Brazil’s farms are major, global producers of beef, soybeans, sugarcane, coffee, rice, and more. Yet they’re also major producers of greenhouse gas emissions.
Two new resources aim to reduce the emissions intensity of Brazil’s agricultural sector. Today, the Greenhouse Gas Protocol launches the Agricultural Guidance and Emissions Calculation Tool, which will help Brazilian crop and livestock producers measure their greenhouse gas emissions at the farm level. By taking stock of the full emissions from their operations, farm managers can identify major emissions sources, develop reduction plans, and eventually, mitigate their climate impact.
To comprehend how important these new resources are for agricultural companies—and for Brazil as a whole—it’s important to understand the country’s evolving farming landscape.
The Greenhouse Gas Impacts of Brazil’s Agriculture
The country’s farms also drive another emissions source— land use change. Brazil has lost 36 million hectares of forest over the last 12 years, mainly due to forest-clearing for cattle-ranching and other agricultural activities. While tree loss has declined in the country in recent years, deforestation still accounted for 22 percent of Brazil’s emissions in 2010.
Brazil’s forest loss (shown above, in pink) far exceeds its forest gain (shown above, in purple) over the past 12 years. Credit: Global Forest Watch
Reducing Agriculture’s Greenhouse Gas Footprint
These greenhouse gas impacts prompted the Brazilian government to create the National Plan for Low Carbon Emissions in Agriculture, colloquially known as the “ABC Plan.” Enacted in 2010, the ABC Plan offers incentives for sustainable agriculture, such as by providing lines of credit to farmers who adopt less greenhouse gas-intensive practices.
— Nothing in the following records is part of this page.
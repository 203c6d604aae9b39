//! `/search` responses: a numbered list of papers.
//!
//! The service prints one group per paper:
//!
//! ```text
//! 1. Attention Is All You Need (2017)
//!    https://arxiv.org/abs/1706.03762
//!    Authors: Vaswani, Shazeer
//! ```
//!
//! Groups are re-numbered from 1 in display order regardless of the numbers
//! in the source text.

use super::inline;
use crate::document::{Block, StructuredDocument};
use regex::Regex;
use std::sync::LazyLock;

/// Unindented `<n>. <title>` line that opens a group.
///
/// SAFETY: Pattern is a compile-time constant that is known to be valid.
#[allow(clippy::unwrap_used)]
static TITLE_RE: LazyLock<Regex> = LazyLock::new(|| Regex::new(r"^\d+\.\s+(.*)$").unwrap());

/// A line consisting of a single URL.
///
/// SAFETY: Pattern is a compile-time constant that is known to be valid.
#[allow(clippy::unwrap_used)]
static BARE_URL_RE: LazyLock<Regex> = LazyLock::new(|| Regex::new(r"^https?://\S+$").unwrap());

const SUB_CONTENT_INDENT: &str = "   ";
const AUTHORS_PREFIX: &str = "Authors:";

/// Search strategy.
pub fn format(raw: &str, argument: &str) -> StructuredDocument {
    let mut doc = StructuredDocument::new();
    let argument = argument.trim();
    doc.push(Block::heading(
        2,
        if argument.is_empty() {
            "Search results".to_string()
        } else {
            format!("Search results for \"{argument}\"")
        },
    ));

    let mut number = 0usize;
    let mut first = true;
    for group in groups(raw) {
        if group.iter().all(|line| line.trim().is_empty()) {
            continue;
        }
        if !first {
            doc.push(Block::Divider);
        }
        first = false;

        for line in group {
            if let Some(block) = classify_line(line, &mut number) {
                doc.push(block);
            }
        }
    }
    doc
}

fn groups(raw: &str) -> Vec<Vec<&str>> {
    let mut groups: Vec<Vec<&str>> = vec![Vec::new()];
    for line in raw.lines() {
        if TITLE_RE.is_match(line) {
            groups.push(Vec::new());
        }
        if let Some(current) = groups.last_mut() {
            current.push(line);
        }
    }
    groups
}

fn classify_line(line: &str, number: &mut usize) -> Option<Block> {
    let trimmed = line.trim();
    if trimmed.is_empty() {
        return None;
    }

    if let Some(caps) = TITLE_RE.captures(line) {
        *number += 1;
        return Some(Block::heading(3, format!("{number}. {}", caps[1].trim())));
    }

    if line.starts_with(SUB_CONTENT_INDENT) {
        if BARE_URL_RE.is_match(trimmed) {
            return Some(Block::link(trimmed, trimmed, 1));
        }
        if let Some(authors) = trimmed.strip_prefix(AUTHORS_PREFIX) {
            return Some(Block::KeyValueRow {
                label: "Authors".to_string(),
                value: authors.trim().to_string(),
                emphasis: None,
                indent: 1,
            });
        }
        return Some(Block::indented(trimmed));
    }

    if BARE_URL_RE.is_match(trimmed) {
        return Some(Block::link(trimmed, trimmed, 0));
    }
    Some(Block::paragraph(inline::parse(trimmed)))
}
It also aims to eliminate illegal deforestation and encourage research on climate-resilient crops, among other initiatives.
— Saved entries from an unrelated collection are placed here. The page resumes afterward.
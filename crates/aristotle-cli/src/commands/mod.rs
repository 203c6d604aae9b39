//! Command implementations for the CLI.
//!
//! Each command receives a ready [`AristotleClient`](aristotle_core::AristotleClient)
//! and the selected [`OutputFormat`](crate::output::OutputFormat), and
//! writes its result to stdout.

mod health;
mod query;
mod research;

pub use health::check_health;
pub use query::run_query;
pub use research::run_research;
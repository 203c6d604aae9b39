//! `/niche` responses: report of a niche indexing run.

use super::inline;
use crate::document::{Block, StructuredDocument, Tone};

const SUCCESS_MARKER: &str = "successfully";
const TOPIC_LABEL: &str = "Topic:";
const STATISTIC_LABELS: [&str; 2] = ["Total papers fetched:", "Papers with abstracts:"];
const INDEXED_MARKER: &str = "Papers indexed";

/// Niche strategy. Each line is classified by substring, checked in the
/// order banner, topic, statistics, indexed note, plain text.
pub fn format(raw: &str, _argument: &str) -> StructuredDocument {
    let mut doc = StructuredDocument::new();
    for line in raw.lines() {
        let trimmed = line.trim();
        if trimmed.is_empty() {
            continue;
        }
        doc.push(classify_line(trimmed));
    }
    doc
}

fn classify_line(line: &str) -> Block {
    if line.contains(SUCCESS_MARKER) {
        return Block::toned(line, Tone::Success);
    }
    if let Some((_, topic)) = line.split_once(TOPIC_LABEL) {
        return Block::row("Topic", topic.trim());
    }
    for label in STATISTIC_LABELS {
        if let Some((_, value)) = line.split_once(label) {
            return Block::KeyValueRow {
                label: label.trim_end_matches(':').to_string(),
                value: value.trim().to_string(),
                emphasis: None,
                indent: 1,
            };
        }
    }
    if line.contains(INDEXED_MARKER) {
        return Block::toned(line, Tone::Accent);
    }
    Block::paragraph(inline::parse(line))
}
The problem was, government officials lacked a mechanism for tracking actual emissions reductions on individual farms. Unlike emissions from other sectors—such as energy or industry—agricultural emissions are notoriously difficult to measure. They’re highly influenced by environmental conditions like soil moisture and temperature. And in other cases, farming activities—such as reduced tillage and planting trees—may not reduce emissions immediately.
This lack of understanding also stymies greenhouse gas management by larger producers and agribusinesses. For example, only one-quarter of agricultural companies targeted by the CDP’s climate change questionnaire actually reported their greenhouse gas emissions..
New Resources for Measuring and Managing Agricultural Emissions
That’s where the new resources come in. Developed in partnership with Embrapa and Unicamp—and with the input of more than 100 experts from businesses, academia, NGOs, and government agencies—the guidance and calculation tool will allow Brazil’s agricultural companies to more accurately measure their emissions. They will also allow government officials to track the emissions impacts of Brazil’s national policies, including the ABC Plan. The guidance offers an emissions accounting framework for all companies with agricultural operations—whether they produce animals or plants for food, fiber, biofuels, drugs, or other purposes. The calculation tool drills down into specific practices and emissions-intensive subsectors like soy, corn, cotton, wheat, rice, sugar cane, and cattle. And both include methodologies for measuring and reporting land use change emissions.
With better measurement data in hand, companies will be able to:
Understand operational and reputational risks associated with their emissions;
Identify emissions-reduction opportunities, set reduction targets, and track performance;
Improve accountability and reputation through public disclosure of GHG emissions; and
Reap emissions-reduction co-benefits, such as energy conservation, increased productivity, and improved soil and water quality.
With the right tools, Brazil’s farms and ranches can start shrinking their greenhouse gas footprints—for the good of the planet and their own bottom lines.